I have not seen the DVD your talking about, btw, but I've seen other reality TV stuff.

 :asian:


----------



## Flatlander (Jun 18, 2004)

Actually, I have not seen these tapes, but know of their existence. I bet they're educational. Too bad I'm too cheap to buy them.


----------



## arnisador (Jun 18, 2004)

mcjon77 said:
			
		

> For example, the most common strike thrown was a wild roundhouse punch (a haymaker). Also, at some point, most of the fights ended up with one person holding the other person by the collar/shoulder area of his oponents shirt with one hand, while trying to punch the person in the face with the other hand. Watching these fights has caused me to experiment with new things in my training


I came away from 'Cops' with similar impressions. I found it useful. Of course, we should bear in mind that a typical street fight of the sort we see on these is often effectively consensual--two drunks decide they want to fight--and might not reflect the mugger situation that many of us are more likely to face (assuming martial artists would have sense enough to walk away from a drunk who wants to fight). There was another thread about watching reality shows like 'Cops' for this reason a while ago but I can't seem to find it--I think *GouRonin* started it.

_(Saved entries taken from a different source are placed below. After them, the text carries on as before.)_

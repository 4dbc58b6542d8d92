//! Autofill - profile-driven web form auto-filler
//!
//! Main entry point for the autofill CLI.

mod cli;
mod cmd_fill;
mod cmd_profile;

use std::path::Path;

use anyhow::bail;
use clap::Parser;
use tracing::{info, warn};
use tracing_appender::non_blocking::WorkerGuard;
use tracing_appender::rolling::{RollingFileAppender, Rotation};
use tracing_subscriber::{fmt, layer::SubscriberExt, util::SubscriberInitExt, EnvFilter};

use autofill_config::{Config, ConfigLoader, ConfigValidator, LoggingConfig};

use crate::cli::{Cli, Commands};
use crate::cmd_fill::handle_fill;
use crate::cmd_profile::{handle_dictionary, handle_mappings, handle_match};

/// Load the configuration; an explicit path must exist.
fn load_config(path: Option<&Path>) -> anyhow::Result<Config> {
    let config = match path {
        Some(path) => ConfigLoader::load(path)?,
        None => ConfigLoader::load_or_default(&ConfigLoader::default_path())?,
    };
    Ok(config)
}

/// Initialize tracing with console output on stderr and an optional daily
/// rolling log file.
///
/// `RUST_LOG` overrides the configured level. The returned guard flushes the
/// file writer and must live until exit.
fn init_tracing(logging: &LoggingConfig) -> anyhow::Result<Option<WorkerGuard>> {
    let env_filter =
        EnvFilter::try_from_default_env().unwrap_or_else(|_| EnvFilter::new(&logging.level));

    let (file_layer, guard) = match &logging.directory {
        Some(directory) => {
            let log_dir = ConfigLoader::expand_path(directory);
            std::fs::create_dir_all(&log_dir)?;
            let file_appender = RollingFileAppender::builder()
                .rotation(Rotation::DAILY)
                .filename_prefix("autofill")
                .filename_suffix("log")
                .max_log_files(30)
                .build(&log_dir)?;
            let (non_blocking, guard) = tracing_appender::non_blocking(file_appender);
            let layer = fmt::layer().with_writer(non_blocking).with_ansi(false);
            (Some(layer), Some(guard))
        }
        None => (None, None),
    };

    let console_json = logging
        .json
        .then(|| fmt::layer().json().with_writer(std::io::stderr));
    let console_text = (!logging.json).then(|| {
        fmt::layer()
            .with_target(true)
            .with_ansi(true)
            .with_writer(std::io::stderr)
    });

    tracing_subscriber::registry()
        .with(env_filter)
        .with(console_json)
        .with(console_text)
        .with(file_layer)
        .init();

    Ok(guard)
}

#[tokio::main]
async fn main() -> anyhow::Result<()> {
    let cli = Cli::parse();
    let config = load_config(cli.config.as_deref())?;
    let _guard = init_tracing(&config.logging)?;

    let validation = ConfigValidator::validate(&config);
    for warning in &validation.warnings {
        warn!("Config {}: {}", warning.path, warning.message);
    }
    if !validation.is_valid() {
        let errors: Vec<String> = validation
            .errors
            .iter()
            .map(|e| format!("{}: {}", e.path, e.message))
            .collect();
        bail!("invalid configuration: {}", errors.join("; "));
    }
    info!("Starting autofill v{}", env!("CARGO_PKG_VERSION"));

    match cli.command {
        Commands::Fill {
            profile,
            form,
            output,
        } => handle_fill(&config, profile, &form, output.as_deref()).await,
        Commands::Match { question, profile } => handle_match(&config, &question, profile),
        Commands::Dictionary { profile } => handle_dictionary(&config, profile),
        Commands::Mappings => handle_mappings(),
    }
}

Where are these Street Fight DVDs available?


----------



## Flatlander (Jun 18, 2004)

I found them here:  http://www.realfight.com/


----------



## satans.barber (Jun 19, 2004)

I watch every police video type program going to watch all the fights and see people's behaviour, I've seen 'Bum Fights' too which is a bit controversial (OK a lot controversial) but also has footage like this in!

Ian.


----------